Early on, many features will still need internal testing APIs, and there are probably undiscovered hurdles in using wpt that we need to adapt to. But perhaps this would do both now and in the future:

Of all the tests for web-exposed behavior, are any not in web-platform-tests? Please explain and link to bugs.

 The bugs could be:
  • A web-platform-tests issue with the "infra" label explaining why a certain thing cannot be tested. (example)
  • A spec issue for some change that would make it possible to test. (example)
  • A Chromium issue to upstream some existing tests. (example)

Some judgement would still be required, but does that seem reasonable?

(I expect that we'd see certain kinds of problems blocking testing over and over again, which should be a signal to prioritize those problems.)

> This is still fairly new and we haven't actually consistently been
> looking
> for it or asking about it.
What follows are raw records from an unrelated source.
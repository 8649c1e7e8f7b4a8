//! Server network layer: listener, accept loop and handler threads

use crate::config::ServerConfig;
use crate::handler::{ExitReason, SessionHandler};
use crate::registry::Registry;
use crate::session::{spawn_position, Session};
use crate::shutdown::{teardown, ShutdownHandle, TeardownReport};
use log::{error, info, warn};
use std::io::{self, ErrorKind};
use std::net::{SocketAddr, TcpListener, TcpStream};
use std::sync::Arc;
use std::thread::{self, JoinHandle};
use thiserror::Error;

#[derive(Debug, Error)]
pub enum ServerError {
    #[error("failed to bind {addr}: {source}")]
    Bind {
        addr: String,
        #[source]
        source: io::Error,
    },
    #[error("failed to configure listener: {0}")]
    Listen(#[source] io::Error),
}

/// Accepts players and runs one handler thread per connection.
pub struct Server {
    listener: TcpListener,
    local_addr: SocketAddr,
    registry: Arc<Registry>,
    shutdown: ShutdownHandle,
    config: ServerConfig,
    next_session_id: u32,
}

impl Server {
    pub fn bind(config: ServerConfig) -> Result<Self, ServerError> {
        let addr = config.address();
        let listener = TcpListener::bind((config.host.as_str(), config.port))
            .map_err(|source| ServerError::Bind {
                addr: addr.clone(),
                source,
            })?;

        // Non-blocking so the accept loop can observe the run flag.
        listener.set_nonblocking(true).map_err(ServerError::Listen)?;
        let local_addr = listener.local_addr().map_err(ServerError::Listen)?;
        info!("Server listening on {}", local_addr);

        Ok(Self {
            listener,
            local_addr,
            registry: Arc::new(Registry::new()),
            shutdown: ShutdownHandle::new(),
            config,
            next_session_id: 1,
        })
    }

    pub fn local_addr(&self) -> SocketAddr {
        self.local_addr
    }

    pub fn registry(&self) -> Arc<Registry> {
        Arc::clone(&self.registry)
    }

    pub fn shutdown_handle(&self) -> ShutdownHandle {
        self.shutdown.clone()
    }

    /// Accepts connections until the run flag is cleared, then tears every
    /// session down and releases the listener.
    pub fn run(mut self) -> TeardownReport {
        let mut handlers: Vec<JoinHandle<ExitReason>> = Vec::new();

        while self.shutdown.is_running() {
            match self.listener.accept() {
                Ok((stream, addr)) => match self.spawn_handler(stream, addr) {
                    Ok(handle) => handlers.push(handle),
                    Err(e) => warn!("Failed to start session for {}: {}", addr, e),
                },
                Err(e) if e.kind() == ErrorKind::WouldBlock => {
                    reap_finished(&mut handlers);
                    thread::sleep(self.config.poll_interval);
                }
                Err(e) if e.kind() == ErrorKind::Interrupted => {}
                Err(e) => {
                    error!("Accept error: {}", e);
                    thread::sleep(self.config.poll_interval);
                }
            }
        }

        let report = teardown(&self.registry, handlers);
        drop(self.listener);
        info!("Listener on {} released", self.local_addr);
        report
    }

    fn spawn_handler(
        &mut self,
        stream: TcpStream,
        addr: SocketAddr,
    ) -> io::Result<JoinHandle<ExitReason>> {
        stream.set_nonblocking(false)?;
        stream.set_nodelay(true)?;

        let id = self.next_session_id;
        self.next_session_id = self.next_session_id.wrapping_add(1).max(1);

        let session = Arc::new(Session::new(
            id,
            stream,
            spawn_position(&mut rand::thread_rng()),
        ));
        info!("Accepted connection from {} as player {}", addr, id);

        let handler = SessionHandler::new(
            session,
            Arc::clone(&self.registry),
            self.shutdown.clone(),
            self.config.unknown_tag_policy,
        );
        thread::Builder::new()
            .name(format!("session-{}", id))
            .spawn(move || handler.run())
    }
}

/// Joins handlers that have already exited so the list does not grow with
/// every connection ever accepted.
fn reap_finished(handlers: &mut Vec<JoinHandle<ExitReason>>) {
    let (finished, running): (Vec<_>, Vec<_>) =
        handlers.drain(..).partition(|handle| handle.is_finished());
    *handlers = running;

    for handle in finished {
        if handle.join().is_err() {
            error!("Session handler panicked");
        }
    }
}

#[cfg(test)]
mod tests {
    use super::*;
    use shared::{recv_message, Message};
    use std::time::{Duration, Instant};

    fn test_config() -> ServerConfig {
        ServerConfig {
            poll_interval: Duration::from_millis(10),
            ..ServerConfig::new("127.0.0.1", 0)
        }
    }

    fn wait_for(mut condition: impl FnMut() -> bool) {
        let deadline = Instant::now() + Duration::from_secs(5);
        while !condition() {
            assert!(Instant::now() < deadline, "condition not met in time");
            thread::sleep(Duration::from_millis(10));
        }
    }

    #[test]
    fn test_bind_ephemeral_port() {
        let server = Server::bind(test_config()).unwrap();
        assert_ne!(server.local_addr().port(), 0);
        assert!(server.registry().is_empty());
        assert!(server.shutdown_handle().is_running());
    }

    #[test]
    fn test_bind_unassigned_address_fails() {
        let result = Server::bind(ServerConfig::new("192.0.2.1", 0));
        assert!(matches!(result, Err(ServerError::Bind { .. })));
    }

    #[test]
    fn test_bind_port_in_use_fails() {
        let first = Server::bind(test_config()).unwrap();
        let config = ServerConfig::new("127.0.0.1", first.local_addr().port());
        assert!(matches!(Server::bind(config), Err(ServerError::Bind { .. })));
    }

    #[test]
    fn test_run_stops_when_flag_cleared() {
        let server = Server::bind(test_config()).unwrap();
        let shutdown = server.shutdown_handle();
        let runner = thread::spawn(move || server.run());

        shutdown.trigger();
        let report = runner.join().unwrap();
        assert_eq!(report, TeardownReport::default());
    }

    #[test]
    fn test_session_ids_are_unique_and_increasing() {
        let server = Server::bind(test_config()).unwrap();
        let addr = server.local_addr();
        let registry = server.registry();
        let shutdown = server.shutdown_handle();
        let runner = thread::spawn(move || server.run());

        let mut first = TcpStream::connect(addr).unwrap();
        let own = recv_message(&mut first).unwrap().unwrap();
        assert!(matches!(own, Message::PositionUpdate { player_id: 1, .. }));

        let mut second = TcpStream::connect(addr).unwrap();
        let own = recv_message(&mut second).unwrap().unwrap();
        assert!(matches!(own, Message::PositionUpdate { player_id: 2, .. }));

        wait_for(|| registry.len() == 2);
        assert_eq!(registry.ids(), vec![1, 2]);

        shutdown.trigger();
        let report = runner.join().unwrap();
        assert_eq!(report.handlers_joined, 2);
        assert_eq!(report.handlers_failed, 0);
        assert!(registry.is_empty());
    }

    #[test]
    fn test_finished_handlers_are_reaped() {
        let mut handlers: Vec<JoinHandle<ExitReason>> = (0..3)
            .map(|_| thread::spawn(|| ExitReason::PeerClosed))
            .collect();
        wait_for(|| handlers.iter().all(|h| h.is_finished()));

        reap_finished(&mut handlers);
        assert!(handlers.is_empty());
    }
}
Starting roughly now, we'll try to do just
> that.
> This doesn't mean that web-platform-tests will be required, but if there
> aren't any we'd like to understand the reasons. For example, the API
> could
> be impossible to automate with current wpt infrastructure, or the
> implementation may have been going on for months before using
> web-platform-tests was practical.

I wonder if idlharness tests shouldn't be required if the feature has
IDL changes. In most cases, at least part of the feature can be tested
with idlharness.

Yes, having an idlharness test would be nice. Certainly if it was a change to an existing method and there was an existing idlharness test, then updating that rather than making it fail would be a minimum.